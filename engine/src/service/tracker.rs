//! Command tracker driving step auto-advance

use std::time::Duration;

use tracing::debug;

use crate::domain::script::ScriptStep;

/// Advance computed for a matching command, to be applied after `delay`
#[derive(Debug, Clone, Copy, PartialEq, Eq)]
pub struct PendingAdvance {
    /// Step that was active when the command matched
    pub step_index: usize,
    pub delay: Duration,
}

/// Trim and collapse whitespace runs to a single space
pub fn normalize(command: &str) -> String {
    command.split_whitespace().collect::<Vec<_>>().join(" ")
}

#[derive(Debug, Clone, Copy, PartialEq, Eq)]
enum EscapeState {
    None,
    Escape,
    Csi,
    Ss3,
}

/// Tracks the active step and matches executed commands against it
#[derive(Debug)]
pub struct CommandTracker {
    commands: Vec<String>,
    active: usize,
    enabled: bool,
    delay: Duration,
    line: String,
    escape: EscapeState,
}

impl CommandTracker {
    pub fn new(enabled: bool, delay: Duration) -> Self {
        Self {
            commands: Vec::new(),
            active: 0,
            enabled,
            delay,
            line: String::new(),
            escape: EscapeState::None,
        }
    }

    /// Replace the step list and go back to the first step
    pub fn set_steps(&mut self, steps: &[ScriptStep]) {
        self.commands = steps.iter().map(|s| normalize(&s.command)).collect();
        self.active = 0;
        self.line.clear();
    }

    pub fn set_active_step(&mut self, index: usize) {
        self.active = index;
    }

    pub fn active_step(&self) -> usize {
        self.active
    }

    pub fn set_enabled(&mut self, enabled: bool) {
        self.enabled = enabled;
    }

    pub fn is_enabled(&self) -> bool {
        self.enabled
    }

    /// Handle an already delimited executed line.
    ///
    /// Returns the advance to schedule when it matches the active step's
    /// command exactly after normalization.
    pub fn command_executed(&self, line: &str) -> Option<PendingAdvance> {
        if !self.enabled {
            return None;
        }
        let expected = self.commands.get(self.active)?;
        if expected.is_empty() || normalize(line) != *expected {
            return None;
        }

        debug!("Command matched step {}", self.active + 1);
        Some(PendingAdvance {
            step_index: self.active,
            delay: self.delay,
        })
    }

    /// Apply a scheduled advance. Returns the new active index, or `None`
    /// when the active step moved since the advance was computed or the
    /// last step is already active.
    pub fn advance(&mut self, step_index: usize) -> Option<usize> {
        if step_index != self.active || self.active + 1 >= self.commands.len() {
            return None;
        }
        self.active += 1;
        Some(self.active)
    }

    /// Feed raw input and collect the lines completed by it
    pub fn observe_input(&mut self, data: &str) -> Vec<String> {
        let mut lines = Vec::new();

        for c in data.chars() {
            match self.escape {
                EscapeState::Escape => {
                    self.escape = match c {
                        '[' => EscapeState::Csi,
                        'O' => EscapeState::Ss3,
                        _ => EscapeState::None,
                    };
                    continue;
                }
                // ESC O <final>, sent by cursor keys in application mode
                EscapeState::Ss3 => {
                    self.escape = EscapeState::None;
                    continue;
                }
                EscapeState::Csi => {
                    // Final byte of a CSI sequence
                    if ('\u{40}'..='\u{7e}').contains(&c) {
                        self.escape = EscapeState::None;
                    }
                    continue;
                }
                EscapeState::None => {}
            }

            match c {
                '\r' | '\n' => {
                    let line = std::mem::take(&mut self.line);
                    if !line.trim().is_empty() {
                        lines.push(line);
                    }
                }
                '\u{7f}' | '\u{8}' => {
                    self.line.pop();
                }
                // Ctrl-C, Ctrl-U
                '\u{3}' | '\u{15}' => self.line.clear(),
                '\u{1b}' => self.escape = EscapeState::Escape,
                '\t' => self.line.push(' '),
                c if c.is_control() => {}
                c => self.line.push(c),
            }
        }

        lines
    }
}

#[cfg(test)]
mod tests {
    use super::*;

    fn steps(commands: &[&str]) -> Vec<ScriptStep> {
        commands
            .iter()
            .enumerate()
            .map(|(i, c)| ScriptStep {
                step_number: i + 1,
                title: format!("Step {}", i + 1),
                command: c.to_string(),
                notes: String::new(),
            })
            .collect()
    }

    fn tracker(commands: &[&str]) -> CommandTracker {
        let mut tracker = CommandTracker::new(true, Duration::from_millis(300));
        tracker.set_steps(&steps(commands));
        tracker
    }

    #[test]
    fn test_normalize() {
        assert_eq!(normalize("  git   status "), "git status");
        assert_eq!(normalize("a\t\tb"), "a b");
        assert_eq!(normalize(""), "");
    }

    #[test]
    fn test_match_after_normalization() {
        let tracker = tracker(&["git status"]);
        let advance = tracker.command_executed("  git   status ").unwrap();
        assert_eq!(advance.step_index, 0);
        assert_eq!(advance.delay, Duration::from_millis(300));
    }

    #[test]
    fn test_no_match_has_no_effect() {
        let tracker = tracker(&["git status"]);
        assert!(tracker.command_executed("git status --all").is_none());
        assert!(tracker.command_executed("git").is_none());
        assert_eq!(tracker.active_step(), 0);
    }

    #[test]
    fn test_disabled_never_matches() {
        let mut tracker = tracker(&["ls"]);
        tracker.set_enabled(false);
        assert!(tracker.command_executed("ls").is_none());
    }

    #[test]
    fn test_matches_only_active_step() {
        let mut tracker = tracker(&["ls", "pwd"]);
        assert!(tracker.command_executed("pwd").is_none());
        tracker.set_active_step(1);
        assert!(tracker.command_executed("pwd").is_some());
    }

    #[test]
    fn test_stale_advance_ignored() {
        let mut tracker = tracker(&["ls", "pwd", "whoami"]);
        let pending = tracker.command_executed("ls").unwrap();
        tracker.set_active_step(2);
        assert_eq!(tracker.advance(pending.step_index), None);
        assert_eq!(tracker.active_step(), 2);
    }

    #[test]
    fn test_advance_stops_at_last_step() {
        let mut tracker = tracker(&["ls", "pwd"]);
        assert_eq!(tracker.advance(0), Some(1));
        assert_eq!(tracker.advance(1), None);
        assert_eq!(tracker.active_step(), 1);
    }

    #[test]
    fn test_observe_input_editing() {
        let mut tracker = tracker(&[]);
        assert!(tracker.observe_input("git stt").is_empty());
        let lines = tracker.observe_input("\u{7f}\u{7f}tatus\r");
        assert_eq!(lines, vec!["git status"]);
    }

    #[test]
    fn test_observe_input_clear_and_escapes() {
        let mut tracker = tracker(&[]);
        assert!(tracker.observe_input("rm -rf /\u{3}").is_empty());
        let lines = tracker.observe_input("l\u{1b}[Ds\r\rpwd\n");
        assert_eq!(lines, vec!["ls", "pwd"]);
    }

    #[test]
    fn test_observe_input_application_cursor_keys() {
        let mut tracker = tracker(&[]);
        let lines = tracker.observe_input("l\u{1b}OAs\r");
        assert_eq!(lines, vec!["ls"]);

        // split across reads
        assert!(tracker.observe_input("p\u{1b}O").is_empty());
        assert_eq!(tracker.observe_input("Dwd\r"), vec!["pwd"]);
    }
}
● ● ● ●
* _Problem description_
Your answer must consist solely of the lines above between the line holding "self.active + 1);" and the line holding "self.active += 1;", inclusive, copied exactly.

* _Result of this task_
        debug!("Command matched step {}", self.active + 1);
        Some(PendingAdvance {
            step_index: self.active,
            delay: self.delay,
        })
    }

    /// Apply a scheduled advance. Returns the new active index, or `None`
    /// when the active step moved since the advance was computed or the
    /// last step is already active.
    pub fn advance(&mut self, step_index: usize) -> Option<usize> {
        if step_index != self.active || self.active + 1 >= self.commands.len() {
            return None;
        }
        self.active += 1;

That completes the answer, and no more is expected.